§ **INSTRUCTIONS FOR THE TASK**
If a line in the listing below contains "const", return that line.

§ **RECORDS FOR THIS EXERCISE**
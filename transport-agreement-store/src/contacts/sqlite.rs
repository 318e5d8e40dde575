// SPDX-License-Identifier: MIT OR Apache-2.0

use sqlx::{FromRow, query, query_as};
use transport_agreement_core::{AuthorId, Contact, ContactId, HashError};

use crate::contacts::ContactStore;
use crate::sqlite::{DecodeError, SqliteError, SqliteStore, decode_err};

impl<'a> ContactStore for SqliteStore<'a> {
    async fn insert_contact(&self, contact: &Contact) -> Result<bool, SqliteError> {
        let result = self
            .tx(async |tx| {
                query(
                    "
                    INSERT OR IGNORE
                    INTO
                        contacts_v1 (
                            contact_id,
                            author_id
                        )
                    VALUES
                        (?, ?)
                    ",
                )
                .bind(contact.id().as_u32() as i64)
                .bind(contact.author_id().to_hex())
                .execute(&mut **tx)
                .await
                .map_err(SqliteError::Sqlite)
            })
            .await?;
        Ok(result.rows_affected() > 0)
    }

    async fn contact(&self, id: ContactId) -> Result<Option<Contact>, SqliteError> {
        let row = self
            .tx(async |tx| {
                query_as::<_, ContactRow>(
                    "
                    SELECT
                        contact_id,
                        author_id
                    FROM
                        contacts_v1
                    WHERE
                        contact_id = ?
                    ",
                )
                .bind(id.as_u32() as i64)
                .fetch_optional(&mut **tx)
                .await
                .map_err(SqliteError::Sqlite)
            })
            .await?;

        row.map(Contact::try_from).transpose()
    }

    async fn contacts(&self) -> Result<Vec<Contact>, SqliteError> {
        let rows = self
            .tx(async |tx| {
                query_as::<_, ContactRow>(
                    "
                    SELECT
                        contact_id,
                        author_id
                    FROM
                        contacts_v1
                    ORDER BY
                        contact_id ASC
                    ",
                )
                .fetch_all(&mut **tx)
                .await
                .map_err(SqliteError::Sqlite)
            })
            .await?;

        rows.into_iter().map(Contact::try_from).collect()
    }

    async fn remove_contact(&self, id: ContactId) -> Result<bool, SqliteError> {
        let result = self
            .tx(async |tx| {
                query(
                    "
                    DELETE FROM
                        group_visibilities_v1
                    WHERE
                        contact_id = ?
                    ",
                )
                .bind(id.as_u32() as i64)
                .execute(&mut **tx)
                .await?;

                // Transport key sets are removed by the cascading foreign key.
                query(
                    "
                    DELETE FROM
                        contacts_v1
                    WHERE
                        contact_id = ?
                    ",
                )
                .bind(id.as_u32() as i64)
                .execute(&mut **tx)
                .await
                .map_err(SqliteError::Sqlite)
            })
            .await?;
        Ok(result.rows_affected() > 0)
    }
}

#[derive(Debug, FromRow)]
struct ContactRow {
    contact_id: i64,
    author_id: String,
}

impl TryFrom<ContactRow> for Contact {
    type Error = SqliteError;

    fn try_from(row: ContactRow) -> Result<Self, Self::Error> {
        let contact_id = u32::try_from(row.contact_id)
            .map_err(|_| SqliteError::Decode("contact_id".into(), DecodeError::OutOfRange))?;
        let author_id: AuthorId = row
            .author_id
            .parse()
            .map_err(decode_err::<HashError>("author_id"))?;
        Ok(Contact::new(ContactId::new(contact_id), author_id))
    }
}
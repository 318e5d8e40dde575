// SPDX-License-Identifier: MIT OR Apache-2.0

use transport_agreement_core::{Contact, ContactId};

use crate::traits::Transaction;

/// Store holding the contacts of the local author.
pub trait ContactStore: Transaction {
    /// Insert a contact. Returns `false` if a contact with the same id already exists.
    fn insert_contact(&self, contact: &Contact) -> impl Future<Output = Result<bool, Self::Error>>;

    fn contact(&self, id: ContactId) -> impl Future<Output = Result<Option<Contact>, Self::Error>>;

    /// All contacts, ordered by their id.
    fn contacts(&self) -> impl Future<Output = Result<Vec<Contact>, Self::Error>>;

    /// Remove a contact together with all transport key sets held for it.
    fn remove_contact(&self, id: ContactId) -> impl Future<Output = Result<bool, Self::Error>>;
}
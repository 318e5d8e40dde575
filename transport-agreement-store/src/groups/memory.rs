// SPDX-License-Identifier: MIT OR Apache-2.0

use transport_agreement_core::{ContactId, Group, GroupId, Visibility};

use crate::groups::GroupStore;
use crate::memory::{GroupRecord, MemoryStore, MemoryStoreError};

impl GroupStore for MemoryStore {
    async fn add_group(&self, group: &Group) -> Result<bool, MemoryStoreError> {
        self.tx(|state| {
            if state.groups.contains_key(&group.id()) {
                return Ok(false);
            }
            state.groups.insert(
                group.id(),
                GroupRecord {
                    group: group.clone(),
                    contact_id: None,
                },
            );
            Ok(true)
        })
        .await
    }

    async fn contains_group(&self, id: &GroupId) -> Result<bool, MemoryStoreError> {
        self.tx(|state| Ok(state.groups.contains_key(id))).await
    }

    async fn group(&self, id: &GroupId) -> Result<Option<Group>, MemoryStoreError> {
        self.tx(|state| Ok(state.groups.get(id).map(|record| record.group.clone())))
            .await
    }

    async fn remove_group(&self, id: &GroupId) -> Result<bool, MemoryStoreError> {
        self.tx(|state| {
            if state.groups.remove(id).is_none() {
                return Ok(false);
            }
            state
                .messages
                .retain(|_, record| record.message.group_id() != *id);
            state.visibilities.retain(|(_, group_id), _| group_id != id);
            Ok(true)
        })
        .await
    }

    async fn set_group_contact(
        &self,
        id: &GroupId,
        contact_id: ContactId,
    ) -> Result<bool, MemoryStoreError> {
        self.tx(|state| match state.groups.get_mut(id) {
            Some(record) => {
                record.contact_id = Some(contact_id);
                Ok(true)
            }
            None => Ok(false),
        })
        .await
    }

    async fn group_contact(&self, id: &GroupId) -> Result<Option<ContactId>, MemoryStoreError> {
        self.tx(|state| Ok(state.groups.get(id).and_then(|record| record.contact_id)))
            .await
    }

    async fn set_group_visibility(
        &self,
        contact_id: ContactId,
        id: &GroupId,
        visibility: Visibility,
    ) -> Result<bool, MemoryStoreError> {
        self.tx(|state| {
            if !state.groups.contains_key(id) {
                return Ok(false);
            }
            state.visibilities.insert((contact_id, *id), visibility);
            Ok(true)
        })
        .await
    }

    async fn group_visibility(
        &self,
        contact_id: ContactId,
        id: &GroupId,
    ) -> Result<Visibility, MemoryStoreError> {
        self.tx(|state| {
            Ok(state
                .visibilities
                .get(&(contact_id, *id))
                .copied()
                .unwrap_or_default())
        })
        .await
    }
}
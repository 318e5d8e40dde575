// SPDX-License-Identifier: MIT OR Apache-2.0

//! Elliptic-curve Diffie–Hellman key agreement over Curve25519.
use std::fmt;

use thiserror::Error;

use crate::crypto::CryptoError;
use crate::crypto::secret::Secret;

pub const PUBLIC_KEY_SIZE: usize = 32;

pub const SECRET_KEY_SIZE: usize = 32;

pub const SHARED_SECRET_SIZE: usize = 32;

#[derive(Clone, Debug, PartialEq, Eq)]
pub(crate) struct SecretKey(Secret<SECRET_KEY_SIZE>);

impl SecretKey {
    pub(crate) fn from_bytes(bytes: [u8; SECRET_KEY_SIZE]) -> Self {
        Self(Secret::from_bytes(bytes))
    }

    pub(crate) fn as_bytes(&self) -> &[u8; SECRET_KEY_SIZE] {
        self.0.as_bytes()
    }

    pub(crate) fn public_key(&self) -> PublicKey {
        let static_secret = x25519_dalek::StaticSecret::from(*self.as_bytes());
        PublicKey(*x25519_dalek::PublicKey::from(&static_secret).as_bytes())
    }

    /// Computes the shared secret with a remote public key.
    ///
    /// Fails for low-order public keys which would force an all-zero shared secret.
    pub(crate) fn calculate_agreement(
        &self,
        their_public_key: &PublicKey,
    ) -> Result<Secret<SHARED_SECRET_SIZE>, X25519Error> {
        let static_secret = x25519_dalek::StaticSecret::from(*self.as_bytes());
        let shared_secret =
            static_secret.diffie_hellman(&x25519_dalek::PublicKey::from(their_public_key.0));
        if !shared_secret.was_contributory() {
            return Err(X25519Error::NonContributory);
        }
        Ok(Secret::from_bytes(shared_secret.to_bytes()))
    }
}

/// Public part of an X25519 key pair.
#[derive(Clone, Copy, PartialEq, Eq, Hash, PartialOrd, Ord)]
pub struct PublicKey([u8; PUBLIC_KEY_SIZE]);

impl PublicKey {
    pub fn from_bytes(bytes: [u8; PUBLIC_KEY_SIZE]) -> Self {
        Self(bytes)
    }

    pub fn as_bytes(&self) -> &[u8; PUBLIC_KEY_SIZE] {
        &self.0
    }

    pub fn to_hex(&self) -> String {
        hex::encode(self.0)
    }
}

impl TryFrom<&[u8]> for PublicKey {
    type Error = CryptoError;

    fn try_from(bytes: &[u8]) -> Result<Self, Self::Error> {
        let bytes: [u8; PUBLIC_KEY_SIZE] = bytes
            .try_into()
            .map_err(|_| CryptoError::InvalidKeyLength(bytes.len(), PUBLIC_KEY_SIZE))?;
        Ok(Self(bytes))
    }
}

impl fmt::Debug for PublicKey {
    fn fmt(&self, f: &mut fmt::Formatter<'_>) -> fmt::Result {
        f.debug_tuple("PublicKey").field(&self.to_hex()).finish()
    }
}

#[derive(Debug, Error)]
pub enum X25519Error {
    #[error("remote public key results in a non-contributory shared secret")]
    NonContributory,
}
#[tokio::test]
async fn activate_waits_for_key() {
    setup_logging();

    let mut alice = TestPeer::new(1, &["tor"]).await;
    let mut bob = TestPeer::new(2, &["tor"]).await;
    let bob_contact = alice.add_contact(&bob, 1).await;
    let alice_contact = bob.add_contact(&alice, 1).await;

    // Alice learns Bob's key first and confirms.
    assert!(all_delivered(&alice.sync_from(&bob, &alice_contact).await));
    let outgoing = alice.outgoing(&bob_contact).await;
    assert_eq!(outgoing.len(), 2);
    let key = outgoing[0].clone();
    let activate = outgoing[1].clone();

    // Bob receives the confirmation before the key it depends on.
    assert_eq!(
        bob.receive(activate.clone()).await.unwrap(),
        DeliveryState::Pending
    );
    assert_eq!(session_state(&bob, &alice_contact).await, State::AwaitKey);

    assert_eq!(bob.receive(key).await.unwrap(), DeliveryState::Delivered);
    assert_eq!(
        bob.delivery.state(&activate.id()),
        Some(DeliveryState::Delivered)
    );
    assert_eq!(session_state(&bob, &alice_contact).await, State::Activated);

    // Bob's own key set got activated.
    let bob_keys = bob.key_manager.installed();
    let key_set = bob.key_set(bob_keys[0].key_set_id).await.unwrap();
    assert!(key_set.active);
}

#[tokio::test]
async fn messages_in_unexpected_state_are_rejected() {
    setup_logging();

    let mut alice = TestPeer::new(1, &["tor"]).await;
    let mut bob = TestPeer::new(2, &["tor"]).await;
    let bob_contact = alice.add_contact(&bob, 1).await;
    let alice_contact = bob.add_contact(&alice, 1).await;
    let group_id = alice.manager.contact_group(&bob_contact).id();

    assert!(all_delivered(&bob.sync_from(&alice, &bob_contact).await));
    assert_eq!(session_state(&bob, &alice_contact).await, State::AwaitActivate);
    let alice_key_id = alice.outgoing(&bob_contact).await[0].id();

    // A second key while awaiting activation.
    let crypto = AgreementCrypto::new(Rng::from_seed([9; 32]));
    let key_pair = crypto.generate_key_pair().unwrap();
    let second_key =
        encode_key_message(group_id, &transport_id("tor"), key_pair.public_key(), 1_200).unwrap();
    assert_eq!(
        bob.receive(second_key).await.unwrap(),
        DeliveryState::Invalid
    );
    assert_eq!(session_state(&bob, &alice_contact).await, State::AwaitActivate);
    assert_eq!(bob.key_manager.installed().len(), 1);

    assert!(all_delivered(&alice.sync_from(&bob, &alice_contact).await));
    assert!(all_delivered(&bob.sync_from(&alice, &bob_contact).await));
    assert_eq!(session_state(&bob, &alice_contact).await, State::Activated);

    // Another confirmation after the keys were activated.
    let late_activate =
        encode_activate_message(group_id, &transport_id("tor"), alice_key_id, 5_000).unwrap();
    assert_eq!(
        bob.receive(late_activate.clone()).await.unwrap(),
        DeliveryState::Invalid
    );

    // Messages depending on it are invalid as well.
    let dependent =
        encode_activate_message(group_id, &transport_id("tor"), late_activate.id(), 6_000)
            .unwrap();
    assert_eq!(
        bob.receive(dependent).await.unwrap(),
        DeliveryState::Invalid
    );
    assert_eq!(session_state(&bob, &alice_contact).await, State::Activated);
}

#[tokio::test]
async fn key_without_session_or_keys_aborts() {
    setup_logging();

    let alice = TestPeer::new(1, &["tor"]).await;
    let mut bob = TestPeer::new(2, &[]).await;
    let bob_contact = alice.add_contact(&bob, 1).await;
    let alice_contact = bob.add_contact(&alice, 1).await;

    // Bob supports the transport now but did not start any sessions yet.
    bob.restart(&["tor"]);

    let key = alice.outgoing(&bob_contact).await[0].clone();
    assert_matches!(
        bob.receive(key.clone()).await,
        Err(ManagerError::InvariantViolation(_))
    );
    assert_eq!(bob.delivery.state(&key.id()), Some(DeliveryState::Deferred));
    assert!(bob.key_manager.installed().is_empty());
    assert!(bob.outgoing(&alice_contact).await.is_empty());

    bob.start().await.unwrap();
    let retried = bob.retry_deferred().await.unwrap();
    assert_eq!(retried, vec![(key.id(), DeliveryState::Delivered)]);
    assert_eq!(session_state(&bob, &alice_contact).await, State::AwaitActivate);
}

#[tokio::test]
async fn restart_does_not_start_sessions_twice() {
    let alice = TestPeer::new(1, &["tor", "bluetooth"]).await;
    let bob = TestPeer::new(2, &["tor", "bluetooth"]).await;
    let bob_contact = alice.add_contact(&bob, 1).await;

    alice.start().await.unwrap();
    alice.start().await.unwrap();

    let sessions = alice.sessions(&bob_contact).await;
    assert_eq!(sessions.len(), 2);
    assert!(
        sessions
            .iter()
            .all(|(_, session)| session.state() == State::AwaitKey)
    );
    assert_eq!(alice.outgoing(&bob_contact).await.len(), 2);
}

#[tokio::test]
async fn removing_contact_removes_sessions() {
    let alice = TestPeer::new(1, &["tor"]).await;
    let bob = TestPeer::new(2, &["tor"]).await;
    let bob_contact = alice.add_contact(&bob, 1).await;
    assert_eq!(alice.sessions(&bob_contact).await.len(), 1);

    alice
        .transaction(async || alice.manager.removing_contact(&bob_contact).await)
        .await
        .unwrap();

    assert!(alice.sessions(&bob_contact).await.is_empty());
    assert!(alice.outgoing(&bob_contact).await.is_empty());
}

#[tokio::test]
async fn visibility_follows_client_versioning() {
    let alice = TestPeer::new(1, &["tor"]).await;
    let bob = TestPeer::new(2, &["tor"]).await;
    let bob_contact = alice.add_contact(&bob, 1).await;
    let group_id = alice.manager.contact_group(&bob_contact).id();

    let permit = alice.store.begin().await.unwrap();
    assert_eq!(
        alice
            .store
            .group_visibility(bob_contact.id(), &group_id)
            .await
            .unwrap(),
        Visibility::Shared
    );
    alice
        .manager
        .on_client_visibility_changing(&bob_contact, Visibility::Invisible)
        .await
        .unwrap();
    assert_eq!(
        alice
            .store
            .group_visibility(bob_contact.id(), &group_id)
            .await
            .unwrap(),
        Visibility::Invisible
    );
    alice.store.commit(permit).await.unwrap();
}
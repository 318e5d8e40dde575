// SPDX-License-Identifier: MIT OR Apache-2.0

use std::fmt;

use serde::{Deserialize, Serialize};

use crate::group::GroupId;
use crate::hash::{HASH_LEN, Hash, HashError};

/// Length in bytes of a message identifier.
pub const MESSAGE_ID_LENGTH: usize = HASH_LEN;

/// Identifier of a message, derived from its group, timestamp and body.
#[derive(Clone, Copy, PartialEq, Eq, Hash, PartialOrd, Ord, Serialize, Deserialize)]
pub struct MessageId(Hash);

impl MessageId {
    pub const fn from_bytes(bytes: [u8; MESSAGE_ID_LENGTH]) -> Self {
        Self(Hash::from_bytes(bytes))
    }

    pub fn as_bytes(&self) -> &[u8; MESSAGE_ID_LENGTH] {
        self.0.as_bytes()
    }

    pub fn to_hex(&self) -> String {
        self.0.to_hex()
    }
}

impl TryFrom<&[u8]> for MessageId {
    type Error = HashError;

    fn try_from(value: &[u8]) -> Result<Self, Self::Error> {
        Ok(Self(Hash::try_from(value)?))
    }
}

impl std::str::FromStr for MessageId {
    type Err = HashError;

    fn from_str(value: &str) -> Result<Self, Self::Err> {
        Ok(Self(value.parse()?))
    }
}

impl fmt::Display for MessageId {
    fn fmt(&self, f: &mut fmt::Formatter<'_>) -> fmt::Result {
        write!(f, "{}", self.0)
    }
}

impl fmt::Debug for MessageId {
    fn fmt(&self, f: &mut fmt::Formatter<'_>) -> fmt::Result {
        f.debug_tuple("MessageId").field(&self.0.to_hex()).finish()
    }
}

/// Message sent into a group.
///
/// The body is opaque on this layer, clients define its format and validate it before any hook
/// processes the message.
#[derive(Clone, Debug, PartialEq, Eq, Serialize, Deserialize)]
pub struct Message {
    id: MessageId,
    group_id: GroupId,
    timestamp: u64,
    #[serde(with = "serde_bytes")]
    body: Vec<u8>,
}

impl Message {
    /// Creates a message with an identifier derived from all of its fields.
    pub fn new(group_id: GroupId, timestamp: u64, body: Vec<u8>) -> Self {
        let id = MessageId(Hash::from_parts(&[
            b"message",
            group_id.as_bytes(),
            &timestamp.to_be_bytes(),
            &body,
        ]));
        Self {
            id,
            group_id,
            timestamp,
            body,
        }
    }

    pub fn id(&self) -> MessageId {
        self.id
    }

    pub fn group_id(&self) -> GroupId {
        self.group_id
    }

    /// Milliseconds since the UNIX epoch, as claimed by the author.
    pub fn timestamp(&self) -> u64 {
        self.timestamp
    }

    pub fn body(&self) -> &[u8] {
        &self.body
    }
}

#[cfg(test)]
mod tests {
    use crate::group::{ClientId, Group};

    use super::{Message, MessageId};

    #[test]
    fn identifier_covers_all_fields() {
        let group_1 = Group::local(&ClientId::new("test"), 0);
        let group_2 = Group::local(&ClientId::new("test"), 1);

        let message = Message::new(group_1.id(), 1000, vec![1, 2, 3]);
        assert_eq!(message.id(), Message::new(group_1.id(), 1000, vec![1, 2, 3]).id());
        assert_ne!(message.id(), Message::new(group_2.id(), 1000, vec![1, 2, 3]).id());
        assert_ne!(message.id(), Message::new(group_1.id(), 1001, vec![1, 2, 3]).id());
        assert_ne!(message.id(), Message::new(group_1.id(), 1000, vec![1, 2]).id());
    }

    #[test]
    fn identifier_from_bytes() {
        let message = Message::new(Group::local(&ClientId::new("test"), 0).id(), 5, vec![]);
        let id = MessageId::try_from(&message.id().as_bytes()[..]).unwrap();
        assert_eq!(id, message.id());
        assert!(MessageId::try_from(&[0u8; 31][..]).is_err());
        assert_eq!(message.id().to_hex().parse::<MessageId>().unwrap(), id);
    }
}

§ **RESULT OF THIS TASK**
pub const PUBLIC_KEY_SIZE: usize = 32;
pub const SECRET_KEY_SIZE: usize = 32;
pub const SHARED_SECRET_SIZE: usize = 32;
pub const MESSAGE_ID_LENGTH: usize = HASH_LEN;
    pub const fn from_bytes(bytes: [u8; MESSAGE_ID_LENGTH]) -> Self {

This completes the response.